* Your goal
Check each line below for "SplitSink" and report how many have it, nothing else.

━━━ Material for the task ━━━

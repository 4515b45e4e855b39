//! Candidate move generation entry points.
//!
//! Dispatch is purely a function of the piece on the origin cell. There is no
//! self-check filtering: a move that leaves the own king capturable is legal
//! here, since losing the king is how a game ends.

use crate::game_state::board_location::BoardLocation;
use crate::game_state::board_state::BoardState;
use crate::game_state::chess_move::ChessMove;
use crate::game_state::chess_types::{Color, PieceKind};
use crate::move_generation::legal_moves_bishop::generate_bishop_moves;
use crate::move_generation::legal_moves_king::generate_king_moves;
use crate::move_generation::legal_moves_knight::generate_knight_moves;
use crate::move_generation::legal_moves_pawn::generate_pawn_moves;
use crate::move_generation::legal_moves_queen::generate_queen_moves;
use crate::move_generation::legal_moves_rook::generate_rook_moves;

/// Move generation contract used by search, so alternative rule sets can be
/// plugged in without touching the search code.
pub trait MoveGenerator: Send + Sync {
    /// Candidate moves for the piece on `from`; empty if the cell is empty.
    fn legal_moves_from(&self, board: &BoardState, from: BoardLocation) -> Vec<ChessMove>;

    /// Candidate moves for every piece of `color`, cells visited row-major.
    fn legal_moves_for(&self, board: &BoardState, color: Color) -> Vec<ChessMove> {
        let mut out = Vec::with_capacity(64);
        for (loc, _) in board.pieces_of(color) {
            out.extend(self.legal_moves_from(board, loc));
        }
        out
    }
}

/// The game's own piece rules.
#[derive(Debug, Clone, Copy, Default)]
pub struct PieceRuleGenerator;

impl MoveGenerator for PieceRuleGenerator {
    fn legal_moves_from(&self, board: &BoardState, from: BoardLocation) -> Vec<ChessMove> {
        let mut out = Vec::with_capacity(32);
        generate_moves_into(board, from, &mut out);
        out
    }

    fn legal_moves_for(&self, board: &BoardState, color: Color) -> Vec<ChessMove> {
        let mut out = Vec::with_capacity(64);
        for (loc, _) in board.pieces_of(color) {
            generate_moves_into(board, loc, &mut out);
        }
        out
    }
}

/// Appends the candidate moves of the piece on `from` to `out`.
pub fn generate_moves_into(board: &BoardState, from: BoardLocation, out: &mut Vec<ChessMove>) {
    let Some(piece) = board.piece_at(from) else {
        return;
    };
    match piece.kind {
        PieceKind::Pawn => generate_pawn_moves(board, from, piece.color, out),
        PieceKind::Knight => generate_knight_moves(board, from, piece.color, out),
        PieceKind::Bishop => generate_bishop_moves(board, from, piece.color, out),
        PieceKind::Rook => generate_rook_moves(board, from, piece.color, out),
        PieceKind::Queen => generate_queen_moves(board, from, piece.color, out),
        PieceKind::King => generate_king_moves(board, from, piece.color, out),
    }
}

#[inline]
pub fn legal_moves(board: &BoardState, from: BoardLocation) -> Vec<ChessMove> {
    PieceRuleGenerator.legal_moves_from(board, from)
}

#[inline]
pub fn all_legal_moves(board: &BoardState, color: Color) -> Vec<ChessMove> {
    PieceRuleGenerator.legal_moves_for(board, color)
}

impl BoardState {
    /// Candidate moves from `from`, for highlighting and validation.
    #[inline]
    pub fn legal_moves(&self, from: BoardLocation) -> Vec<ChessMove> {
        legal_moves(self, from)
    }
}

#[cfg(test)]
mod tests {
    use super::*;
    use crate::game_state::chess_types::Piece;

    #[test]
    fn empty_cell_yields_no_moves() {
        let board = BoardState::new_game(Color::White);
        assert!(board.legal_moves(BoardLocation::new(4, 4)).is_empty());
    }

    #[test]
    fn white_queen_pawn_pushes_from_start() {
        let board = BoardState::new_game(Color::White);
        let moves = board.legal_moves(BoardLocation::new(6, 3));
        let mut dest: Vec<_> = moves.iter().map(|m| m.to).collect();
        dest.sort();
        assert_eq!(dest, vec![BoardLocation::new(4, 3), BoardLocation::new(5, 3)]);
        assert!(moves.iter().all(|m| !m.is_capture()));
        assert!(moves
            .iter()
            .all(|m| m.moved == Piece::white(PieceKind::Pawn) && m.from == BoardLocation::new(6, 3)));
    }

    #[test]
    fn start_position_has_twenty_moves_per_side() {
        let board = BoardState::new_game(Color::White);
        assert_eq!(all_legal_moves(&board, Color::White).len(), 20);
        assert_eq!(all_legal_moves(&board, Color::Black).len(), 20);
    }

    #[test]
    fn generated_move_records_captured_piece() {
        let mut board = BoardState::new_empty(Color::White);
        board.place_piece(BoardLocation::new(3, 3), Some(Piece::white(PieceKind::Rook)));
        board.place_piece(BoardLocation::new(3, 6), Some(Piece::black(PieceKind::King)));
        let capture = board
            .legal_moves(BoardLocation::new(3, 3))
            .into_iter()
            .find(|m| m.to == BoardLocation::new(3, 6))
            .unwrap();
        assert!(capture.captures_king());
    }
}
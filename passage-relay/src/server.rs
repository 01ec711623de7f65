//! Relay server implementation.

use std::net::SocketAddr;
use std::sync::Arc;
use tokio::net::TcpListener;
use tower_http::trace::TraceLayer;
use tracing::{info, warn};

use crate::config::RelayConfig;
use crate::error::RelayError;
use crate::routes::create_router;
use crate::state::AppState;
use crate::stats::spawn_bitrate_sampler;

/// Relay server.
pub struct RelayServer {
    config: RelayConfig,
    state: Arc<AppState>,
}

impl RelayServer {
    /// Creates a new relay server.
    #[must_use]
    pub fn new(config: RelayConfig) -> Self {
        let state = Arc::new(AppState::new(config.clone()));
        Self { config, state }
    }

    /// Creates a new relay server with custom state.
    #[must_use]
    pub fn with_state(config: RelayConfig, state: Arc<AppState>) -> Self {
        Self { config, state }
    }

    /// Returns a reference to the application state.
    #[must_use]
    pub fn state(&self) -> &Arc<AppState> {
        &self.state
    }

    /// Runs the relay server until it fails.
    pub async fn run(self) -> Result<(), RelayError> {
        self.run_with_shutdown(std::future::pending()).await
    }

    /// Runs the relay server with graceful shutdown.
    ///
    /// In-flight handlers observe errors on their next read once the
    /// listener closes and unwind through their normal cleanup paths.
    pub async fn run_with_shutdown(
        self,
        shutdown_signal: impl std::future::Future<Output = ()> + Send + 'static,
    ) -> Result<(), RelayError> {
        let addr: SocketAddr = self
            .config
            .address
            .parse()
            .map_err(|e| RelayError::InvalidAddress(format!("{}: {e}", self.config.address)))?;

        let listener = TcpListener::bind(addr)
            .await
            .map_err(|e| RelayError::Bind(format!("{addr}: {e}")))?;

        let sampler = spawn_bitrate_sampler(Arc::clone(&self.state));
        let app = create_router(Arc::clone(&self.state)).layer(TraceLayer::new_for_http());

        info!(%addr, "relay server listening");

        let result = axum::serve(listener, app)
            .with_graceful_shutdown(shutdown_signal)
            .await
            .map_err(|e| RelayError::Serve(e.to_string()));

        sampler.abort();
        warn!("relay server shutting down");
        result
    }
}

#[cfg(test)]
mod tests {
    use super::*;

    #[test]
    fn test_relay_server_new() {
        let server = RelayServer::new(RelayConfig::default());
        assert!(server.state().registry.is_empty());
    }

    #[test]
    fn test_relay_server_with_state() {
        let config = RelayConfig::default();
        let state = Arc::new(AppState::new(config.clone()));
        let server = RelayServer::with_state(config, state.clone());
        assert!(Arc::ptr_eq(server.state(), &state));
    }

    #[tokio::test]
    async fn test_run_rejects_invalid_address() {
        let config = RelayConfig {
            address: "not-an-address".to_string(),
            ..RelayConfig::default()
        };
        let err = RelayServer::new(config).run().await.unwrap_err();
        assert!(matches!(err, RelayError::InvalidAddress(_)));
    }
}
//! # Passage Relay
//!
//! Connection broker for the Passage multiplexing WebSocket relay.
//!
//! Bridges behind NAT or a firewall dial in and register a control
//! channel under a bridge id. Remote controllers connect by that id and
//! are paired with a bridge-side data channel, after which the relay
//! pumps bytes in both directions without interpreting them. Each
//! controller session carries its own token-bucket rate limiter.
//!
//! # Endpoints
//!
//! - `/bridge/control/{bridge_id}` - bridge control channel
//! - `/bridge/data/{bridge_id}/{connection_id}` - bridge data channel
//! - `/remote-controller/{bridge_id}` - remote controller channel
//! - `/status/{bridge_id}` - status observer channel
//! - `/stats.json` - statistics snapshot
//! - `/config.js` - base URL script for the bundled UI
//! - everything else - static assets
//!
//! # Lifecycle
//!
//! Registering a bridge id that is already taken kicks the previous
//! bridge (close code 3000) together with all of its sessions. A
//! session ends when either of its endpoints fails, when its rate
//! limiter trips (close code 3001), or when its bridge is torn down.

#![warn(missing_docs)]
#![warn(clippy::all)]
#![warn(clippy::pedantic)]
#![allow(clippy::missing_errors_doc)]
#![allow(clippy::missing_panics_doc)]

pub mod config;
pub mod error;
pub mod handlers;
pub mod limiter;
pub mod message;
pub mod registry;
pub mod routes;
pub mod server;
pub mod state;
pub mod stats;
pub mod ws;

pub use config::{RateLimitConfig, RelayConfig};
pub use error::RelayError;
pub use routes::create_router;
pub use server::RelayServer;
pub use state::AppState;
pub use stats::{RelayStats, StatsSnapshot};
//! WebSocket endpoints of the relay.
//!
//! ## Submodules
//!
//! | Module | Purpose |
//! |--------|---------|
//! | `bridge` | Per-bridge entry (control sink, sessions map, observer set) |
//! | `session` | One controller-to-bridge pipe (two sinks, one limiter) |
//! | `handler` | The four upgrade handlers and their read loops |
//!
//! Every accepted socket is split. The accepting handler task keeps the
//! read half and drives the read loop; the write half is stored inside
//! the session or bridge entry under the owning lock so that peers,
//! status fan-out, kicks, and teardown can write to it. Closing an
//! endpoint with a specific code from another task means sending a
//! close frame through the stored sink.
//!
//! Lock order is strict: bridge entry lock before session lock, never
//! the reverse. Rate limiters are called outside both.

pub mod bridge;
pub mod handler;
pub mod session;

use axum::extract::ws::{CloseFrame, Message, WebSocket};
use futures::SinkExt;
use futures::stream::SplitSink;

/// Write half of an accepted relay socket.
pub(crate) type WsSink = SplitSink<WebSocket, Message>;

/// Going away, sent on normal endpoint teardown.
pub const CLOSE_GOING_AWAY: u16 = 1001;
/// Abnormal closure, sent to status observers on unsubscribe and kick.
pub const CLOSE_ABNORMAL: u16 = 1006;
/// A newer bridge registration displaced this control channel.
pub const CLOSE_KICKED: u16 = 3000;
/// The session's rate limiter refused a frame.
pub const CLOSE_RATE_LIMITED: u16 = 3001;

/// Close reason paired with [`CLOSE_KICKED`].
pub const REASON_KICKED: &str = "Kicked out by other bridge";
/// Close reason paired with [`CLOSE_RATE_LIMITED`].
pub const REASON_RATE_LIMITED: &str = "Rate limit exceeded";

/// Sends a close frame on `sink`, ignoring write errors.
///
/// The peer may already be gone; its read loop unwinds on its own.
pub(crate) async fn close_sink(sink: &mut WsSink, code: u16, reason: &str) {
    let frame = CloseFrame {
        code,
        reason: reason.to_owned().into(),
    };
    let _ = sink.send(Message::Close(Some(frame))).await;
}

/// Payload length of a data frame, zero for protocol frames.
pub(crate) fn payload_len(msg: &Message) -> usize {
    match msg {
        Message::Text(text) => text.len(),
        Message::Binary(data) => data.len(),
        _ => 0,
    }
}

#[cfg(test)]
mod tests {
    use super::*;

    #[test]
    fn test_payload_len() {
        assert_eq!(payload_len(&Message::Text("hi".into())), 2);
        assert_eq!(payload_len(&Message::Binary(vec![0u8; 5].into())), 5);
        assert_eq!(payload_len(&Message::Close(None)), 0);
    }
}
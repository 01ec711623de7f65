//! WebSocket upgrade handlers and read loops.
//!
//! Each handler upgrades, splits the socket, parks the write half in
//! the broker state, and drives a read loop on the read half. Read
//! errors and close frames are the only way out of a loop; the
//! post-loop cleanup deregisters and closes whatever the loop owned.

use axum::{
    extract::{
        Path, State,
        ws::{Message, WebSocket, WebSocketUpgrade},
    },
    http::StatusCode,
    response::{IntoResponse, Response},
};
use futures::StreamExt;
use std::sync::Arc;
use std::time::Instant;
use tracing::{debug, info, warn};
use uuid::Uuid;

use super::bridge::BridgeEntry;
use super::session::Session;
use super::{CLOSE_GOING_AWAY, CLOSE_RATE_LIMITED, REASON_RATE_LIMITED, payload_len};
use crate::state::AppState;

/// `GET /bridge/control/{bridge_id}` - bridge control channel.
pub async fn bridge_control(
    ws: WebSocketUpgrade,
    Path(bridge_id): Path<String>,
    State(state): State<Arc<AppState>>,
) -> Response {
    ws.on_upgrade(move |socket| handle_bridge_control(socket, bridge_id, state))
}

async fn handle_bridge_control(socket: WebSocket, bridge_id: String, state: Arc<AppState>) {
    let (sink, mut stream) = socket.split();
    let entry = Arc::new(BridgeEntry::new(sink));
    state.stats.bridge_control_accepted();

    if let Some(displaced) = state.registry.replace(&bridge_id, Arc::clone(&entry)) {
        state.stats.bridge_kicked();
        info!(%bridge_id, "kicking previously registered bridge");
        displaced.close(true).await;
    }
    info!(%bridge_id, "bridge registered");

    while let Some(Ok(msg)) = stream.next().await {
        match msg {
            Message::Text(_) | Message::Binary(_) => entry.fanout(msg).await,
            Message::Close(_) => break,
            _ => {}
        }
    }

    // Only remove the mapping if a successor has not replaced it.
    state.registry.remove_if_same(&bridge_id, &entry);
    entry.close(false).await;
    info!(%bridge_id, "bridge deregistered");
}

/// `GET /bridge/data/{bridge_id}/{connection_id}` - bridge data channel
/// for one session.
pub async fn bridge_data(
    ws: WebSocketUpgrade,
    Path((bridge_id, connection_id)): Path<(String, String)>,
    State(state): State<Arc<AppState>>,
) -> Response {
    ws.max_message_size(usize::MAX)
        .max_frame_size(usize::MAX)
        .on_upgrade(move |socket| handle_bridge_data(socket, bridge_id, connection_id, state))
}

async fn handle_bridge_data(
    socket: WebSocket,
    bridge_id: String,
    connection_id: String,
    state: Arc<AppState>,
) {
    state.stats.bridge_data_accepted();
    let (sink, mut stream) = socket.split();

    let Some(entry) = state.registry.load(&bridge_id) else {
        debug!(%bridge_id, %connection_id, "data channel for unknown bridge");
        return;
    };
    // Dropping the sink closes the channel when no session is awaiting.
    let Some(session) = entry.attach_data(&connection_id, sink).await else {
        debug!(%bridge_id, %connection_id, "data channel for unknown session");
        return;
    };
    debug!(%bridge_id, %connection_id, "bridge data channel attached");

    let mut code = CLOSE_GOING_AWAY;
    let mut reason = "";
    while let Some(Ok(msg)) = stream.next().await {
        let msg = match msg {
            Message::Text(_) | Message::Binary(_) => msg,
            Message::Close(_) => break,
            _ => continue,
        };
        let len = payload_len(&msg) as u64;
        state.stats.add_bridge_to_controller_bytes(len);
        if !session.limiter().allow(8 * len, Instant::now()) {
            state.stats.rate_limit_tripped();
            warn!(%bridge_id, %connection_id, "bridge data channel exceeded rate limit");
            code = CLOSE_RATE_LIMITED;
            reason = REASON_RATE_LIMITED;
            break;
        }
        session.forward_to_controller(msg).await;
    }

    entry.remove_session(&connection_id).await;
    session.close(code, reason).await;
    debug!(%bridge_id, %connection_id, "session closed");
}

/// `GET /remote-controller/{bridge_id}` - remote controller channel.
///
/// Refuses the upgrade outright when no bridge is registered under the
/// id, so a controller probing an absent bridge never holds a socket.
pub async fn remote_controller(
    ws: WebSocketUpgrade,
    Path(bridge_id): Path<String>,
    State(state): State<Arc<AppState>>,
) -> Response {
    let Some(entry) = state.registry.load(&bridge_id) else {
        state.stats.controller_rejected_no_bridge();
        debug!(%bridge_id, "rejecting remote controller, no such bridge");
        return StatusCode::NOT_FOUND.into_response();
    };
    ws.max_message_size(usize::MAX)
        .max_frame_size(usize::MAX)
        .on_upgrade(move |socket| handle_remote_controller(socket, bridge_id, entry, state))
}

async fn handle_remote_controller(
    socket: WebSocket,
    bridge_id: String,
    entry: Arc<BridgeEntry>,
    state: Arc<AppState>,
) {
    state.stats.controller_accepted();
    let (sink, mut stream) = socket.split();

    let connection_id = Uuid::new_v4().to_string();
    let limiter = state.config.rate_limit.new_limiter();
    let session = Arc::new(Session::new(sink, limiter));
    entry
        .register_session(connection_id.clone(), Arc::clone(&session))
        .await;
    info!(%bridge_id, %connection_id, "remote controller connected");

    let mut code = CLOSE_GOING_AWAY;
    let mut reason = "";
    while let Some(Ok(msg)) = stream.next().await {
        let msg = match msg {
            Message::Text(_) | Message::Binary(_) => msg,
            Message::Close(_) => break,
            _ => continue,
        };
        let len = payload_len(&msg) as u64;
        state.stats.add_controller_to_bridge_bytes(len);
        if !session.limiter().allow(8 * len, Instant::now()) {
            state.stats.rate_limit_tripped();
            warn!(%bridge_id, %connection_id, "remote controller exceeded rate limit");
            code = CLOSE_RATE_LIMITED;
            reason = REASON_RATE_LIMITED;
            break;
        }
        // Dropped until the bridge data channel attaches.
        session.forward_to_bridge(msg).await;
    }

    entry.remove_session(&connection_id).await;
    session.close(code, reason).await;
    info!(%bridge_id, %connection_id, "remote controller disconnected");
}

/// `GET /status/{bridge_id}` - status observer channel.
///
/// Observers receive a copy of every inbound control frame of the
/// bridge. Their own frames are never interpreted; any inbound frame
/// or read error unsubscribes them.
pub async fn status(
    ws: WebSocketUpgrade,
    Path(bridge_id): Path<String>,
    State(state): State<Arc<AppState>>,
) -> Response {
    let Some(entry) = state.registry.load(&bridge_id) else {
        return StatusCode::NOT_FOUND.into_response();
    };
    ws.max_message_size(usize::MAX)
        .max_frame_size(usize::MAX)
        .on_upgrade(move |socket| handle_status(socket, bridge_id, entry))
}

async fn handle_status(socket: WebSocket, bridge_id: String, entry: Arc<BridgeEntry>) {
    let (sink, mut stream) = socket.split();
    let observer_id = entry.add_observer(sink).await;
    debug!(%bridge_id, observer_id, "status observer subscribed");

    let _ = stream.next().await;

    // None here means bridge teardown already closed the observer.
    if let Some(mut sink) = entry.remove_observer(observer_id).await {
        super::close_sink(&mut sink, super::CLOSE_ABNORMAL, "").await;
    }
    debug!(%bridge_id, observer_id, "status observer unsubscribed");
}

━━━

* Response below
2